Je refuse systématiquement de participer à l’eucharistie catholique, j’ai raison ?

Un prêtre donne une hostie à une personne au cours de l'eucharistie catholique - Image parJoão Geraldo Borges Júnior de Pixabay

Question posée :

Monsieur le Pasteur,

Je me posais dernièrement une question sur la communion et notamment les divergences en termes d’interprétation/de pratique entre catholiques et protestants. Mon amie est catholique et je suis amené à me rendre plus ou moins régulièrement à des messes (mariages, baptêmes ou tout simplement pour l’accompagner). Au cours de celles-ci, je refuse systématiquement d’aller communier, ne souscrivant pas, en tant que protestant, à la pratique/conception catholique de la communion.
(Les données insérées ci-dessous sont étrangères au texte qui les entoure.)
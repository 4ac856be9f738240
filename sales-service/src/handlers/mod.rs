pub mod app;
pub mod customers;
pub mod health;
pub mod metrics;
pub mod orders;
pub mod payments;
pub mod reports;
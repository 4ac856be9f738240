//! Customer ledger model: immutable accounting events and statement assembly.

use chrono::{DateTime, NaiveDate, Utc};
use rust_decimal::Decimal;
use serde::{Deserialize, Serialize};
use sqlx::FromRow;

/// Single general-ledger event against a party. Immutable once posted;
/// cancellation is a flag, never a deletion.
#[derive(Debug, Clone, FromRow, Serialize, Deserialize)]
pub struct LedgerEntry {
    pub posting_date: NaiveDate,
    pub voucher_type: String,
    pub voucher_no: String,
    pub debit: Decimal,
    pub credit: Decimal,
    pub account: String,
    pub party_type: String,
    pub party: String,
    pub company: String,
    pub is_cancelled: bool,
    pub creation: DateTime<Utc>,
}

impl LedgerEntry {
    /// Signed movement: debits increase the receivable, credits decrease it.
    pub fn signed_amount(&self) -> Decimal {
        self.debit - self.credit
    }
}

/// Statement line with running balance.
#[derive(Debug, Clone, Serialize, Deserialize)]
pub struct StatementLine {
    pub posting_date: NaiveDate,
    pub voucher_type: String,
    pub voucher_no: String,
    pub debit: Decimal,
    pub credit: Decimal,
    pub account: String,
    pub running_balance: Decimal,
}

/// Customer ledger for a date window: out-of-window aggregate plus ordered
/// in-window detail.
#[derive(Debug, Clone, Serialize, Deserialize)]
pub struct LedgerStatement {
    pub opening_balance: Decimal,
    pub entries: Vec<StatementLine>,
}

impl LedgerStatement {
    /// Assemble a statement from the opening balance and detail rows.
    /// Rows must already be ordered by `(posting_date, creation)`.
    pub fn assemble(opening_balance: Decimal, entries: Vec<LedgerEntry>) -> Self {
        let mut balance = opening_balance;
        let entries = entries
            .into_iter()
            .map(|entry| {
                balance += entry.signed_amount();
                StatementLine {
                    posting_date: entry.posting_date,
                    voucher_type: entry.voucher_type,
                    voucher_no: entry.voucher_no,
                    debit: entry.debit,
                    credit: entry.credit,
                    account: entry.account,
                    running_balance: balance,
                }
            })
            .collect();

        Self {
            opening_balance,
            entries,
        }
    }

    /// Balance after the last in-window entry.
    pub fn closing_balance(&self) -> Decimal {
        self.entries
            .last()
            .map(|line| line.running_balance)
            .unwrap_or(self.opening_balance)
    }
}

#[cfg(test)]
mod tests {
    use super::*;

    fn entry(day: u32, debit: i64, credit: i64) -> LedgerEntry {
        LedgerEntry {
            posting_date: NaiveDate::from_ymd_opt(2024, 1, day).unwrap(),
            voucher_type: "Sales Invoice".to_string(),
            voucher_no: format!("SINV-{:04}", day),
            debit: Decimal::from(debit),
            credit: Decimal::from(credit),
            account: "Debtors".to_string(),
            party_type: "Customer".to_string(),
            party: "C1".to_string(),
            company: "Demo Company".to_string(),
            is_cancelled: false,
            creation: Utc::now(),
        }
    }

    #[test]
    fn signed_amount_is_debit_minus_credit() {
        assert_eq!(entry(1, 100, 0).signed_amount(), Decimal::from(100));
        assert_eq!(entry(1, 0, 40).signed_amount(), Decimal::from(-40));
    }

    #[test]
    fn running_balance_accumulates_from_opening() {
        let statement = LedgerStatement::assemble(
            Decimal::from(200),
            vec![entry(5, 100, 0), entry(6, 0, 30)],
        );

        assert_eq!(statement.opening_balance, Decimal::from(200));
        assert_eq!(statement.entries[0].running_balance, Decimal::from(300));
        assert_eq!(statement.entries[1].running_balance, Decimal::from(270));
        assert_eq!(statement.closing_balance(), Decimal::from(270));
    }

    #[test]
    fn empty_window_keeps_opening_as_closing() {
        let statement = LedgerStatement::assemble(Decimal::from(50), vec![]);
        assert_eq!(statement.closing_balance(), Decimal::from(50));
    }
}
J’aurais ainsi aimé savoir si ce refus de principe était justifié (la conception et la pratique de la communion chez les catholiques ne comportent elles pas un risque d’idolâtrie ?) ou si je ne faisais preuve que d’intolérance (mais, sur le ton de la boutade, dire qu’un protestant est intolérant, c’est un peu un antithétique non ?).
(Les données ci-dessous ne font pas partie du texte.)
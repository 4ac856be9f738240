//! Read-only invoice projections and the customer financial summary.

use chrono::NaiveDate;
use rust_decimal::Decimal;
use serde::{Deserialize, Serialize};
use sqlx::FromRow;

/// Submitted invoice with an unpaid remainder. `outstanding_amount`
/// monotonically decreases as payments are applied, never below zero.
#[derive(Debug, Clone, FromRow, Serialize, Deserialize)]
pub struct OutstandingInvoice {
    pub name: String,
    pub posting_date: NaiveDate,
    pub grand_total: Decimal,
    pub outstanding_amount: Decimal,
}

/// Most recent invoice, as shown on the customer summary card.
#[derive(Debug, Clone, FromRow, Serialize, Deserialize)]
pub struct InvoiceDigest {
    pub name: String,
    pub posting_date: NaiveDate,
    pub grand_total: Decimal,
}

/// Most recent received payment for the summary card.
#[derive(Debug, Clone, FromRow, Serialize, Deserialize)]
pub struct PaymentDigest {
    pub name: String,
    pub posting_date: NaiveDate,
    pub paid_amount: Decimal,
}

#[derive(Debug, Clone, Serialize, Deserialize)]
pub struct CustomerSummary {
    pub outstanding_balance: Decimal,
    pub last_invoice: Option<InvoiceDigest>,
    pub last_payment: Option<PaymentDigest>,
}
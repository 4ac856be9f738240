//! End-of-day register views: today's totals and the per-record log.

use crate::dtos::DailyLogParams;
use crate::middleware::UserId;
use crate::models::{DailySummary, DailyTotals, DocKind};
use crate::startup::AppState;
use axum::extract::{Query, State};
use axum::response::{IntoResponse, Response};
use axum::Json;
use chrono::Utc;
use service_core::error::AppError;
use tracing::instrument;

/// Same-day `{count, total}` pairs for orders and received payments.
#[instrument(skip(state), fields(user_id = %user.0))]
pub async fn daily_summary(
    State(state): State<AppState>,
    user: UserId,
) -> Result<Json<DailySummary>, AppError> {
    let today = Utc::now().date_naive();
    let orders = state.store.orders_on(today).await?;
    let payments = state.store.payments_on(today).await?;

    Ok(Json(DailySummary {
        sales_orders: DailyTotals::fold(orders.into_iter().map(|order| order.grand_total)),
        payments: DailyTotals::fold(payments.into_iter().map(|payment| payment.paid_amount)),
    }))
}

/// Raw per-record log behind the summary, one document kind at a time.
#[instrument(skip(state), fields(user_id = %user.0))]
pub async fn daily_log(
    State(state): State<AppState>,
    user: UserId,
    Query(params): Query<DailyLogParams>,
) -> Result<Response, AppError> {
    let today = Utc::now().date_naive();
    let response = match params.kind {
        DocKind::SalesOrder => Json(state.store.orders_on(today).await?).into_response(),
        DocKind::PaymentEntry => Json(state.store.payments_on(today).await?).into_response(),
    };
    Ok(response)
}
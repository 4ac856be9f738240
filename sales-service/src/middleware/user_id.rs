use axum::async_trait;
use axum::extract::FromRequestParts;
use axum::http::request::Parts;
use service_core::error::AppError;

/// Caller identity propagated by the upstream BFF.
///
/// The frontend authenticates the clerk and forwards the identity in the
/// X-User-ID header; the gateway never sees credentials. The identity is
/// only used for authorization checks and trace attribution.
#[derive(Debug, Clone)]
pub struct UserId(pub String);

#[async_trait]
impl<S> FromRequestParts<S> for UserId
where
    S: Send + Sync,
{
    type Rejection = AppError;

    async fn from_request_parts(parts: &mut Parts, _state: &S) -> Result<Self, Self::Rejection> {
        let user_id = parts
            .headers
            .get("X-User-ID")
            .and_then(|v| v.to_str().ok())
            .filter(|v| !v.is_empty())
            .ok_or_else(|| {
                AppError::Unauthorized(anyhow::anyhow!(
                    "Missing X-User-ID header (required from BFF)"
                ))
            })?;

        // Add to tracing span for observability
        tracing::Span::current().record("user_id", user_id);

        Ok(UserId(user_id.to_string()))
    }
}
Je vous remercie par avance pour votre réponse.

Réponse d’un pasteur :

Bonsoir Monsieur

Chacun fait ce qu’il veut, bien entendu. Dans le domaine de l’acte religieux il me semble qu’il convient d’être pragmatique. La bonne pratique religieuse est celle qui développe le bien dans la personne concernée et dans son entourage. La sincérité est en particulier une dimension fondamentale. Ce sont là des principes assez simples pour discerner ce qui nous convient. L’application de ces principes est parfois plus complexe, et c’est bien normal car la vie humaine est riche de bien des dimensions, et la vérité n’est pas seulement en noir et blanc, mais en demi teintes et en plusieurs dimensions. En ce qui concerne la participation à la Communion dans une autre église, une personne n’est pas d’accord avec tous les aspects de ce geste mais il reste quand même la dimension de communion au Christ qui est en commun (ce qui n’est pas rien). L’accord ou le désaccord sont donc partiels. Il y a aussi la dimension relationnelle et communautaire, entre chrétiens, et en ce qui vous concerne la dimension de couple et de respect mutuel avec votre femme. En même temps, le respect n’implique pas jouer une comédie mais peut se vivre dans la sincérité en assumant une légitime spécificité de chacun…

Quoi qu’il en soit, vous avez raison de faire selon ce que votre propre conscience et sensibilité vous indique, et de l’expliquez tranquillement et respectueusement comme vous le faites. Votre participation régulière à la messe avec votre femme, et d’elle au culte avec vous est déjà une belle façon de vivre cette communion entre chrétiens dans votre couple.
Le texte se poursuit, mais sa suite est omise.